┌────────

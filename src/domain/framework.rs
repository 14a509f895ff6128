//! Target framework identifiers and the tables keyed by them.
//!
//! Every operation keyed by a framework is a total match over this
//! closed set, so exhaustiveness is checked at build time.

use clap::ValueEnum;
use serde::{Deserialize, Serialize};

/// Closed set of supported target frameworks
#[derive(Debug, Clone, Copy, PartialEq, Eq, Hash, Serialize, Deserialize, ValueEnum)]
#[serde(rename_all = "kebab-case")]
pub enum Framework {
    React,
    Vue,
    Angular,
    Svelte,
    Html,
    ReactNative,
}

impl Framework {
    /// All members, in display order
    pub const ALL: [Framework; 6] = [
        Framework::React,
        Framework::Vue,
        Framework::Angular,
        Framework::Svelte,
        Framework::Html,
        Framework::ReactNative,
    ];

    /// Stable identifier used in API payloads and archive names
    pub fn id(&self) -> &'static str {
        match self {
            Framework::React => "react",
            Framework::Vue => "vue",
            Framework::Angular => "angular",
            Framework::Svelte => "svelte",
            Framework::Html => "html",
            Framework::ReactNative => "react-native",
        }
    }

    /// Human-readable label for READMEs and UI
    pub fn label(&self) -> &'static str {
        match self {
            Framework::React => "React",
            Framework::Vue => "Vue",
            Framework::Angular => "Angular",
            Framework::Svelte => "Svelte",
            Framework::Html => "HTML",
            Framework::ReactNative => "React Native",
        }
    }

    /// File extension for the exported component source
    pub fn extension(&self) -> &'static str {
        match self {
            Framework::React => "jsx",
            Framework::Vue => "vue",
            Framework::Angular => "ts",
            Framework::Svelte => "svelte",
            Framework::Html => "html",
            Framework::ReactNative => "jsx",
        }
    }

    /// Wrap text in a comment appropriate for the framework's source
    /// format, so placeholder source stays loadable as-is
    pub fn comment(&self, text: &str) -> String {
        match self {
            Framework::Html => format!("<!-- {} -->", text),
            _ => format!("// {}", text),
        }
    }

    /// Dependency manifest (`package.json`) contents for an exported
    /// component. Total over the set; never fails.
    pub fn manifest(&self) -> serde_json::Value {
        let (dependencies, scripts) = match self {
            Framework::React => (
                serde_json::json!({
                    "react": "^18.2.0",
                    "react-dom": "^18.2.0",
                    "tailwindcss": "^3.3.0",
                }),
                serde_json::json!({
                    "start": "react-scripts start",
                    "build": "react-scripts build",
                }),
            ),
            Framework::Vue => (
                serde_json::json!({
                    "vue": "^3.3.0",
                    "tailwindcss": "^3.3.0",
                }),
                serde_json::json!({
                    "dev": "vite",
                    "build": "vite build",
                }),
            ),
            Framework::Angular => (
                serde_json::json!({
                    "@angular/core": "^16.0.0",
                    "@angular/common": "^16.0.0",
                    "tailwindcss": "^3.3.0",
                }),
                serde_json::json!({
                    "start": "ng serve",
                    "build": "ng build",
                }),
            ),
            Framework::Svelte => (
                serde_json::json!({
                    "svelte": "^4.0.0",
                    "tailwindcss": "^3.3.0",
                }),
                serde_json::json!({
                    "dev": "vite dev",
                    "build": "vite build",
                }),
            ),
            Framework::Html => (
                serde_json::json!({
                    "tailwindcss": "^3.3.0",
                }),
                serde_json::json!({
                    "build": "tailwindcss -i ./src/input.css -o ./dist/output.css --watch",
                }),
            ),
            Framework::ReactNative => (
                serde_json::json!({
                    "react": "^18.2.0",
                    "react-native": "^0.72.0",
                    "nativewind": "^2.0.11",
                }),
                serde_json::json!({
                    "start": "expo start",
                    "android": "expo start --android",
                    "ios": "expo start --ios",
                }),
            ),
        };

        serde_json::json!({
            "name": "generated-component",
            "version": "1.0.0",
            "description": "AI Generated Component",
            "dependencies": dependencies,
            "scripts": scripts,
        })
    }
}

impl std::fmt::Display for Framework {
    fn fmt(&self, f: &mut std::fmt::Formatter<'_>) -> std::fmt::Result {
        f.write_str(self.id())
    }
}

└────────
┌────────

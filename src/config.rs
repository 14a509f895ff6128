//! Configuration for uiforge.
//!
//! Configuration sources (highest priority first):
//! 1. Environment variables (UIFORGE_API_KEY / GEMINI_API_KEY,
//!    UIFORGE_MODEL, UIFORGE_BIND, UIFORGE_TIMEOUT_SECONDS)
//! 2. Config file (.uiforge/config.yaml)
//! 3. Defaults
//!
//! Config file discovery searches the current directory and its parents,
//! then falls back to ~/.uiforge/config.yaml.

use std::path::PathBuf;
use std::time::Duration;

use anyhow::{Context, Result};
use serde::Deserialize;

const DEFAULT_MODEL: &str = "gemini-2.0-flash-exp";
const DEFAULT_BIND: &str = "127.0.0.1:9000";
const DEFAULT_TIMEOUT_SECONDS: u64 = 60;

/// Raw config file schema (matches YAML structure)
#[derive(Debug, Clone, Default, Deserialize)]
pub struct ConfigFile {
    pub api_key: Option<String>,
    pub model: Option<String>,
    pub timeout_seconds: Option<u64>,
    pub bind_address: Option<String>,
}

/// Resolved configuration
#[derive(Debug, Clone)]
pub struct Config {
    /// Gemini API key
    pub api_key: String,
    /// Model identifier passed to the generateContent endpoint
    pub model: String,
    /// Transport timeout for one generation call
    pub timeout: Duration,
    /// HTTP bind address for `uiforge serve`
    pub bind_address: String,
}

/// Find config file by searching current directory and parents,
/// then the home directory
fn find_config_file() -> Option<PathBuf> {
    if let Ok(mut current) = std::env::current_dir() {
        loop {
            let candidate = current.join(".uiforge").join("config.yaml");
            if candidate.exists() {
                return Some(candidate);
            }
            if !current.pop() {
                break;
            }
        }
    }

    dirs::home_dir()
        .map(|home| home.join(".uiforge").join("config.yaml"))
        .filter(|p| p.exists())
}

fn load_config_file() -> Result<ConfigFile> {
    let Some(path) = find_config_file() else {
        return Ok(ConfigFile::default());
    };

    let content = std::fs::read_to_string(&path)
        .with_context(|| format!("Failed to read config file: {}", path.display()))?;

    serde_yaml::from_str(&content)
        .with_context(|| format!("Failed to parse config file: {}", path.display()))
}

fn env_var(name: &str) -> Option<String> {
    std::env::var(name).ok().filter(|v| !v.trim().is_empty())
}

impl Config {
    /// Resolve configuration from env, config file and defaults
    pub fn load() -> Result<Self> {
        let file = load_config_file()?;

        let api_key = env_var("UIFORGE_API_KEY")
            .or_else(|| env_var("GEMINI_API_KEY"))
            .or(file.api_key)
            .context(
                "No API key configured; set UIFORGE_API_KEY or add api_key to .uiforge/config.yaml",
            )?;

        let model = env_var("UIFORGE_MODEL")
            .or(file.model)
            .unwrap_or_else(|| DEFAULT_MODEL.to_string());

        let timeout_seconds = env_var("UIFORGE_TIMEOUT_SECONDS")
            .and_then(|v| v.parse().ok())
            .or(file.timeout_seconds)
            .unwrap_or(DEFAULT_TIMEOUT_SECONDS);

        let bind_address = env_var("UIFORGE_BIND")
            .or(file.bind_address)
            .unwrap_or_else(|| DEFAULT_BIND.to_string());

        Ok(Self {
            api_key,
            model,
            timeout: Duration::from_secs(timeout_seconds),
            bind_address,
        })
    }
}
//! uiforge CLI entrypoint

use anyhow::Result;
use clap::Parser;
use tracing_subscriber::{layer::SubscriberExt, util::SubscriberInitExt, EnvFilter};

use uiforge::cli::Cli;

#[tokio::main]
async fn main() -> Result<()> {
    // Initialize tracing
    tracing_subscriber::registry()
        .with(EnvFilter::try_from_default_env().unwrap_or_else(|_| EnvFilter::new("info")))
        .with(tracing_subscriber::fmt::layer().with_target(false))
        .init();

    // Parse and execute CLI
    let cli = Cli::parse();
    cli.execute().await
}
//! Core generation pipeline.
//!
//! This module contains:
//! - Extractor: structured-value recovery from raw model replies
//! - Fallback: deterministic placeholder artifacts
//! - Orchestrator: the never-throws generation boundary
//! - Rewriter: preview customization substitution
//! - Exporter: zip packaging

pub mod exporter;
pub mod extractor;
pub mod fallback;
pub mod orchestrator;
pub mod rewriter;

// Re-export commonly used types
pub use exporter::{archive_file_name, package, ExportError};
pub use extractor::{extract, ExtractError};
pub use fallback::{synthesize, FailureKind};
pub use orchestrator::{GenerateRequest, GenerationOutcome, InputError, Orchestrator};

└────────

§ **Try it**
Each line of the entries above that contains "EnvFilter" must be copied into the answer.

§ **Written solution**
use tracing_subscriber::{layer::SubscriberExt, util::SubscriberInitExt, EnvFilter};
        .with(EnvFilter::try_from_default_env().unwrap_or_else(|_| EnvFilter::new("info")))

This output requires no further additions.